Vital Statistics for Mesothelioma.
Deaths from Mesothelioma continue to rise in the UK with most deaths occurring due to past occupational exposure to asbestos. In 1999 it became illegal to use asbestos in the UK as more information regarding the health risks related to its use became more apparent. The number of Mesothelioma deaths has increased from 153 in 1968 to 2347 in 2010.* In 2016, it is predicted that the death rate in male Mesothelioma cases will peak at approximately 2100. For females, the death rate should be lower than the male death rate and should come after the 2016 male peak due to less exposure to females in the male dominated building industry.
Who are Most at Risk From Contracting Mesothelioma?

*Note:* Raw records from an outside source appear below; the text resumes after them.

use std::path::PathBuf;
use std::sync::Arc;

use clap::Args;

use crate::infra::{InMemoryApplicationStore, LoggingConfirmationMailer, StaticGeographyGateway};
use expert_intake::config::AppConfig;
use expert_intake::error::AppError;
use expert_intake::workflows::enrollment::{
    AttachmentSlot, AttachmentUpload, ExpertWizard, FieldEdit, GeographyGateway,
    RestGeographyGateway, SubmitOutcome, SPECIALIZATION_TAGS,
};

#[derive(Args, Debug, Default)]
pub(crate) struct DemoArgs {
    /// Resolve locations against the live administrative-area API instead of
    /// the bundled sample hierarchy
    #[arg(long)]
    live_geography: bool,
    /// Optional degree certificate to attach
    #[arg(long)]
    degree_certificate: Option<PathBuf>,
    /// Optional professional ID document to attach
    #[arg(long)]
    professional_id: Option<PathBuf>,
    /// Optional profile photo to attach
    #[arg(long)]
    profile_photo: Option<PathBuf>,
}

pub(crate) async fn run(args: DemoArgs) -> Result<(), AppError> {
    if args.live_geography {
        let config = AppConfig::load()?;
        let geography = Arc::new(RestGeographyGateway::new(&config.geography)?);
        drive_demo(geography, args).await
    } else {
        drive_demo(Arc::new(StaticGeographyGateway), args).await
    }
}

fn upload_from_path(path: PathBuf) -> AttachmentUpload {
    let media_type = mime_guess::from_path(&path).first_or_octet_stream();
    AttachmentUpload::from_file(path, media_type.to_string())
}

async fn drive_demo<G>(geography: Arc<G>, args: DemoArgs) -> Result<(), AppError>
where
    G: GeographyGateway + 'static,
{
    let store = Arc::new(InMemoryApplicationStore::default());
    let mailer = Arc::new(LoggingConfirmationMailer);
    let mut wizard = ExpertWizard::new(geography, store.clone(), mailer);

    println!("Expert enrollment demo");

    wizard.open().await;
    let regions = wizard.catalog().regions().to_vec();
    println!(
        "Step 1: personal information ({} regions available)",
        regions.len()
    );

    wizard.edit(FieldEdit::FullName("Dr. Farida Akter".to_string()));
    wizard.edit(FieldEdit::Phone("+880 1912 000000".to_string()));
    wizard.edit(FieldEdit::Email("farida@example.com".to_string()));

    if let Some(region) = regions.first().cloned() {
        wizard.select_region(&region).await;
        if let Some(district) = wizard
            .catalog()
            .districts()
            .first()
            .map(|entry| entry.name.clone())
        {
            wizard.select_district(&district);
            if let Some(subdistrict) = wizard.subdistrict_options().first().cloned() {
                wizard.select_subdistrict(&subdistrict);
            }
        }
        let location = &wizard.draft().location;
        println!(
            "Selected location: {} / {} / {}",
            location.region, location.district, location.subdistrict
        );
    } else {
        println!("Geography source unavailable; continuing with an empty location");
    }
    wizard.edit(FieldEdit::Locality("Demo Para".to_string()));
    wizard.next();

    println!("Step 2: professional details");
    wizard.edit(FieldEdit::Qualification("PhD in Agronomy".to_string()));
    wizard.edit(FieldEdit::Affiliation("Agricultural Research Institute".to_string()));
    wizard.edit(FieldEdit::ExperienceYears("15".to_string()));
    for tag in SPECIALIZATION_TAGS.iter().take(2) {
        wizard.toggle_specialization(tag);
    }

    if let Some(path) = args.degree_certificate {
        wizard.set_attachment(AttachmentSlot::DegreeCertificate, upload_from_path(path));
    }
    if let Some(path) = args.professional_id {
        wizard.set_attachment(AttachmentSlot::ProfessionalId, upload_from_path(path));
    }
    wizard.next();

    println!("Step 3: finalize");
    wizard.edit(FieldEdit::Bio(
        "Long-time advisor on soil health and organic transitions.".to_string(),
    ));
    wizard.edit(FieldEdit::TermsAccepted(true));
    if let Some(path) = args.profile_photo {
        wizard.set_attachment(AttachmentSlot::ProfilePhoto, upload_from_path(path));
    }

    match wizard.submit().await {
        SubmitOutcome::Completed(submitted) => {
            println!("\nApplication accepted");
            println!("- expert id: {}", submitted.expert_id.0);
            println!(
                "- verification status: {}",
                submitted.record.verification_status.label()
            );
            println!("- confirmation sent: {}", submitted.confirmation_sent);
            println!(
                "- specializations: {}",
                submitted.record.specializations.join(", ")
            );
            println!("- records in store: {}", store.len());
            Ok(())
        }
        SubmitOutcome::Failed(err) => {
            println!("\nApplication failed; the draft is preserved for retry");
            Err(err.into())
        }
        SubmitOutcome::Blocked => {
            println!("\nSubmission was blocked; wizard not on the final step");
            Ok(())
        }
    }
}
#[tokio::main]
async fn main() {
    if let Err(err) = expert_intake_api::run().await {
        eprintln!("application error: {err}");
        std::process::exit(1);
    }
}
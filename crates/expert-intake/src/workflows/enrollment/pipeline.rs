use std::sync::Arc;

use chrono::{DateTime, Utc};
use tracing::warn;

use super::attachments::{encode_slot, AttachmentSlot, EncodingError};
use super::draft::ApplicationDraft;
use super::record::{
    ApplicationStore, ConfirmationMailer, EncodedAttachments, ExpertId, ExpertRecord,
    PersistenceError,
};

/// Two-phase submission: durable persistence must fully succeed, the
/// confirmation notification is best-effort. The system of record never
/// silently loses an accepted application, while a notification outage is not
/// a reason to tell the applicant their submission failed.
pub struct SubmissionPipeline<S, A> {
    store: Arc<S>,
    mailer: Arc<A>,
}

/// Outcome of an accepted submission.
#[derive(Debug, Clone, PartialEq)]
pub struct SubmittedApplication {
    pub expert_id: ExpertId,
    pub record: ExpertRecord,
    /// Whether the confirmation went out. Recorded explicitly rather than
    /// surfaced: the persistence outcome alone decides success.
    pub confirmation_sent: bool,
}

/// Fatal failure of one submission attempt. Callers need not distinguish the
/// variants; both return the wizard to the last step with the draft intact.
#[derive(Debug, thiserror::Error)]
pub enum SubmissionError {
    #[error(transparent)]
    Encoding(#[from] EncodingError),
    #[error(transparent)]
    Persistence(#[from] PersistenceError),
}

impl<S, A> SubmissionPipeline<S, A>
where
    S: ApplicationStore + 'static,
    A: ConfirmationMailer + 'static,
{
    pub fn new(store: Arc<S>, mailer: Arc<A>) -> Self {
        Self { store, mailer }
    }

    /// Runs one submission attempt: derive the identifier, encode every
    /// attachment slot concurrently (fail-fast, before any persistence),
    /// assemble the immutable record, persist it, then attempt the
    /// confirmation.
    pub async fn submit(
        &self,
        draft: &ApplicationDraft,
        submitted_at: DateTime<Utc>,
    ) -> Result<SubmittedApplication, SubmissionError> {
        let expert_id = ExpertId::derive(&draft.full_name, submitted_at);

        let (degree_certificate, professional_id, profile_photo) = tokio::try_join!(
            encode_slot(
                AttachmentSlot::DegreeCertificate,
                draft.degree_certificate.as_ref()
            ),
            encode_slot(AttachmentSlot::ProfessionalId, draft.professional_id.as_ref()),
            encode_slot(AttachmentSlot::ProfilePhoto, draft.profile_photo.as_ref()),
        )?;

        let record = ExpertRecord::from_draft(
            draft,
            EncodedAttachments {
                degree_certificate,
                professional_id,
                profile_photo,
            },
            submitted_at,
        );

        self.store.put(&expert_id, &record).await?;

        let confirmation_sent = match self.mailer.send(&record.confirmation_message()).await {
            Ok(()) => true,
            Err(err) => {
                warn!(
                    expert_id = %expert_id.0,
                    error = %err,
                    "confirmation send failed after successful persistence"
                );
                false
            }
        };

        Ok(SubmittedApplication {
            expert_id,
            record,
            confirmation_sent,
        })
    }
}
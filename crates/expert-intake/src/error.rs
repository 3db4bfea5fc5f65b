use crate::config::ConfigError;
use crate::telemetry::TelemetryError;
use crate::workflows::enrollment::{EncodingError, LookupError, SubmissionError};
use axum::http::StatusCode;
use axum::response::{IntoResponse, Response};
use axum::Json;
use serde_json::json;
use std::fmt;

#[derive(Debug)]
pub enum AppError {
    Config(ConfigError),
    Telemetry(TelemetryError),
    Io(std::io::Error),
    Server(axum::Error),
    Geography(LookupError),
    Submission(SubmissionError),
}

impl fmt::Display for AppError {
    fn fmt(&self, f: &mut fmt::Formatter<'_>) -> fmt::Result {
        match self {
            AppError::Config(err) => write!(f, "configuration error: {}", err),
            AppError::Telemetry(err) => write!(f, "telemetry error: {}", err),
            AppError::Io(err) => write!(f, "io error: {}", err),
            AppError::Server(err) => write!(f, "server error: {}", err),
            AppError::Geography(err) => write!(f, "geography error: {}", err),
            AppError::Submission(err) => write!(f, "submission error: {}", err),
        }
    }
}

impl std::error::Error for AppError {
    fn source(&self) -> Option<&(dyn std::error::Error + 'static)> {
        match self {
            AppError::Config(err) => Some(err),
            AppError::Telemetry(err) => Some(err),
            AppError::Io(err) => Some(err),
            AppError::Server(err) => Some(err),
            AppError::Geography(err) => Some(err),
            AppError::Submission(err) => Some(err),
        }
    }
}

impl IntoResponse for AppError {
    fn into_response(self) -> Response {
        let status = match &self {
            AppError::Submission(SubmissionError::Encoding(_)) => StatusCode::UNPROCESSABLE_ENTITY,
            AppError::Submission(SubmissionError::Persistence(_)) => StatusCode::SERVICE_UNAVAILABLE,
            AppError::Config(_)
            | AppError::Telemetry(_)
            | AppError::Io(_)
            | AppError::Server(_)
            | AppError::Geography(_) => StatusCode::INTERNAL_SERVER_ERROR,
        };

        let body = Json(json!({ "error": self.to_string() }));
        (status, body).into_response()
    }
}

impl From<ConfigError> for AppError {
    fn from(value: ConfigError) -> Self {
        Self::Config(value)
    }
}

impl From<TelemetryError> for AppError {
    fn from(value: TelemetryError) -> Self {
        Self::Telemetry(value)
    }
}

impl From<std::io::Error> for AppError {
    fn from(value: std::io::Error) -> Self {
        Self::Io(value)
    }
}

impl From<axum::Error> for AppError {
    fn from(value: axum::Error) -> Self {
        Self::Server(value)
    }
}

impl From<LookupError> for AppError {
    fn from(value: LookupError) -> Self {
        Self::Geography(value)
    }
}

impl From<SubmissionError> for AppError {
    fn from(value: SubmissionError) -> Self {
        Self::Submission(value)
    }
}

impl From<EncodingError> for AppError {
    fn from(value: EncodingError) -> Self {
        Self::Submission(SubmissionError::Encoding(value))
    }
}
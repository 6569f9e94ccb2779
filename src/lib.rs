//! PastLead: rebuilds email conversations from header references and ranks
//! them as sales leads.
//!
//! The binary drives these modules; each pipeline stage takes the `LeadDb`
//! handle explicitly.

pub mod backfill;
pub mod closeness;
pub mod db;
pub mod error;
pub mod filters;
pub mod ingest;
mod migrations;
pub mod pipeline;
pub mod scoring;
pub mod state;
pub mod threading;
pub mod types;
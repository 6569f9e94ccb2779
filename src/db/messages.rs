use rusqlite::{params, OptionalExtension};

use super::*;

impl LeadDb {
    // =========================================================================
    // Messages
    // =========================================================================

    /// Store a newly ingested message together with its provisional singleton thread.
    ///
    /// Returns `Ok(None)` without writing anything when the identifier is already
    /// stored, so re-ingesting a source is a no-op rather than an error.
    pub fn insert_message_with_thread(
        &self,
        contact_id: i64,
        message: &NewMessage,
    ) -> Result<Option<i64>, DbError> {
        if let Some(identifier) = message.message_identifier.as_deref() {
            let existing: Option<i64> = self
                .conn
                .query_row(
                    "SELECT id FROM messages WHERE message_identifier = ?1",
                    params![identifier],
                    |row| row.get(0),
                )
                .optional()?;
            if existing.is_some() {
                return Ok(None);
            }
        }

        let now = now_timestamp();
        let thread_id: i64 = self.conn.query_row(
            "INSERT INTO threads (
                contact_id, subject, message_count, last_message_at, status, score,
                metadata, created_at, updated_at
             ) VALUES (?1, ?2, 1, ?3, 'active', 0, '{}', ?4, ?4)
             RETURNING id",
            params![contact_id, message.subject, message.sent_at, now],
            |row| row.get(0),
        )?;

        let metadata = encode_json("messages.metadata", &message.metadata)?;
        let message_id: i64 = self.conn.query_row(
            "INSERT INTO messages (
                thread_id, contact_id, message_identifier, sent_at, subject, body,
                metadata, created_at
             ) VALUES (?1, ?2, ?3, ?4, ?5, ?6, ?7, ?8)
             RETURNING id",
            params![
                thread_id,
                contact_id,
                message.message_identifier,
                message.sent_at,
                message.subject,
                message.body,
                metadata,
                now,
            ],
            |row| row.get(0),
        )?;
        Ok(Some(message_id))
    }

    /// Load every message's threading data, ordered by id.
    ///
    /// Returns the rows plus the number of rows whose header metadata could not
    /// be decoded; those rows are kept with no references (isolated nodes).
    pub fn load_graph_rows(&self) -> Result<(Vec<GraphMessageRow>, usize), DbError> {
        let mut stmt = self.conn.prepare(
            "SELECT id, thread_id, contact_id, message_identifier, sent_at, subject, metadata
             FROM messages
             ORDER BY id",
        )?;
        let rows = stmt.query_map([], |row| {
            Ok((
                GraphMessageRow {
                    id: row.get(0)?,
                    thread_id: row.get(1)?,
                    contact_id: row.get(2)?,
                    message_identifier: row.get(3)?,
                    sent_at: row.get(4)?,
                    subject: row.get(5)?,
                    in_reply_to: None,
                    references: Vec::new(),
                },
                row.get::<_, Option<String>>(6)?,
            ))
        })?;

        let mut results = Vec::new();
        let mut malformed = 0usize;
        for row in rows {
            let (mut message, raw_metadata) = row?;
            match decode_json::<MessageMetadata>("messages.metadata", raw_metadata) {
                Ok(meta) => {
                    message.in_reply_to = meta.in_reply_to;
                    message.references = meta.references;
                }
                Err(e) => {
                    log::warn!("Message {} has unreadable header metadata: {}", message.id, e);
                    malformed += 1;
                }
            }
            results.push(message);
        }
        Ok((results, malformed))
    }

    /// Point a message at a different thread.
    pub fn assign_message_thread(&self, message_id: i64, thread_id: i64) -> Result<(), DbError> {
        self.conn.execute(
            "UPDATE messages SET thread_id = ?1 WHERE id = ?2",
            params![thread_id, message_id],
        )?;
        Ok(())
    }

    /// Fill in a missing subject. Matches the identifier with or without angle
    /// brackets and never overwrites a subject that is already present.
    pub fn backfill_subject(&self, normalized_identifier: &str, subject: &str) -> Result<bool, DbError> {
        let bracketed = format!("<{}>", normalized_identifier);
        let rows = self.conn.execute(
            "UPDATE messages SET subject = ?1
             WHERE subject IS NULL AND message_identifier IN (?2, ?3)",
            params![subject, normalized_identifier, bracketed],
        )?;
        Ok(rows > 0)
    }

    /// The thread a message currently belongs to.
    pub fn get_message_thread_id(&self, message_id: i64) -> Result<Option<i64>, DbError> {
        let thread_id = self
            .conn
            .query_row(
                "SELECT thread_id FROM messages WHERE id = ?1",
                params![message_id],
                |row| row.get(0),
            )
            .optional()?;
        Ok(thread_id)
    }
}

#[cfg(test)]
mod tests {
    use super::super::test_utils::{seed_contact, test_db};
    use super::*;

    fn new_message(identifier: Option<&str>, subject: Option<&str>) -> NewMessage {
        NewMessage {
            message_identifier: identifier.map(str::to_string),
            sent_at: "2024-09-01T08:00:00Z".to_string(),
            subject: subject.map(str::to_string),
            body: None,
            metadata: MessageMetadata {
                in_reply_to: Some("<root@example.com>".to_string()),
                references: vec!["<root@example.com>".to_string()],
                ..Default::default()
            },
        }
    }

    #[test]
    fn test_insert_creates_provisional_thread() {
        let db = test_db();
        let contact = seed_contact(&db, "alice@example.com");
        let id = db
            .insert_message_with_thread(contact, &new_message(Some("<a@example.com>"), Some("Hello")))
            .unwrap()
            .expect("new message");

        let thread_id = db.get_message_thread_id(id).unwrap().expect("thread");
        let thread = db.get_thread(thread_id).unwrap().expect("thread row");
        assert_eq!(thread.message_count, 1);
        assert_eq!(thread.contact_id, contact);
        assert_eq!(thread.subject.as_deref(), Some("Hello"));
        assert_eq!(thread.last_message_at.as_deref(), Some("2024-09-01T08:00:00Z"));
    }

    #[test]
    fn test_duplicate_identifier_is_noop() {
        let db = test_db();
        let contact = seed_contact(&db, "alice@example.com");
        let msg = new_message(Some("<a@example.com>"), None);
        assert!(db.insert_message_with_thread(contact, &msg).unwrap().is_some());
        assert!(db.insert_message_with_thread(contact, &msg).unwrap().is_none());

        let counts = db.counts().unwrap();
        assert_eq!(counts.messages, 1);
        assert_eq!(counts.threads, 1, "no orphan thread for the duplicate");
    }

    #[test]
    fn test_absent_identifiers_do_not_collide() {
        let db = test_db();
        let contact = seed_contact(&db, "alice@example.com");
        assert!(db.insert_message_with_thread(contact, &new_message(None, None)).unwrap().is_some());
        assert!(db.insert_message_with_thread(contact, &new_message(None, None)).unwrap().is_some());
        assert_eq!(db.counts().unwrap().messages, 2);
    }

    #[test]
    fn test_load_graph_rows_decodes_references() {
        let db = test_db();
        let contact = seed_contact(&db, "alice@example.com");
        db.insert_message_with_thread(contact, &new_message(Some("<a@example.com>"), Some("Hi")))
            .unwrap();
        db.conn_ref()
            .execute(
                "INSERT INTO messages (thread_id, contact_id, message_identifier, sent_at, metadata, created_at)
                 SELECT thread_id, contact_id, 'broken', sent_at, '{not json', created_at FROM messages LIMIT 1",
                [],
            )
            .unwrap();

        let (rows, malformed) = db.load_graph_rows().unwrap();
        assert_eq!(rows.len(), 2);
        assert_eq!(malformed, 1);
        assert_eq!(rows[0].references, vec!["<root@example.com>".to_string()]);
        assert!(rows[1].references.is_empty());
    }

    #[test]
    fn test_backfill_subject_only_fills_missing() {
        let db = test_db();
        let contact = seed_contact(&db, "alice@example.com");
        let missing = db
            .insert_message_with_thread(contact, &new_message(Some("<a@example.com>"), None))
            .unwrap()
            .unwrap();
        db.insert_message_with_thread(contact, &new_message(Some("b@example.com"), Some("Kept")))
            .unwrap();

        assert!(db.backfill_subject("a@example.com", "Recovered").unwrap());
        assert!(!db.backfill_subject("b@example.com", "Overwritten").unwrap());

        let subject: Option<String> = db
            .conn_ref()
            .query_row("SELECT subject FROM messages WHERE id = ?1", params![missing], |row| row.get(0))
            .unwrap();
        assert_eq!(subject.as_deref(), Some("Recovered"));
    }
}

During the 1950’s asbestos became a very popular material used by the building industry due to its strength and flexibility and its ability to withstand heat and fire. The main use for asbestos was in floor and wall tiles and insulation in walls and in boiler rooms. If asbestos is damaged or handled incorrectly, it can release fibres in to the air, which if inhaled, could lead to mesothelioma. People who have been exposed to these fibres are the most at risk from contracting mesothelioma. There are other people who have contracted mesothelioma due to living within close proximity of asbestos plants, and by washing clothes worn by people who have been exposed to asbestos fibres.
Is There Any Cure for Mesothelioma?
At the moment, the disease is incurable. The treatments administered by doctors are designed to make the patient as comfortable as possible with the focus aimed at improving their quality of life. The earlier the cancer is detected, the better chance of treatment which can prolong the life of the patient.
What is Being Done About Mesothelioma?
As mentioned above, it is now illegal to use asbestos in any form in the UK. However, because of its widespread use in the building industry in the past, there is still a lot of asbestos about, which if it remained untouched and undamaged is largely safe. The fact that it has caused so many global fatalities has prompted the Health & Safety Executive to issue licences to specially trained contractors who deal with the removal of asbestos. This is helping to reduce the exposure of asbestos to unaware tradesmen and women.
*Health & Safety Executive mesothelioma statistics 2012.
[box_light]Jonathan Fieldstead has written a number of articles on Industrial Disease Compensation and is a lover of football.[/box_light]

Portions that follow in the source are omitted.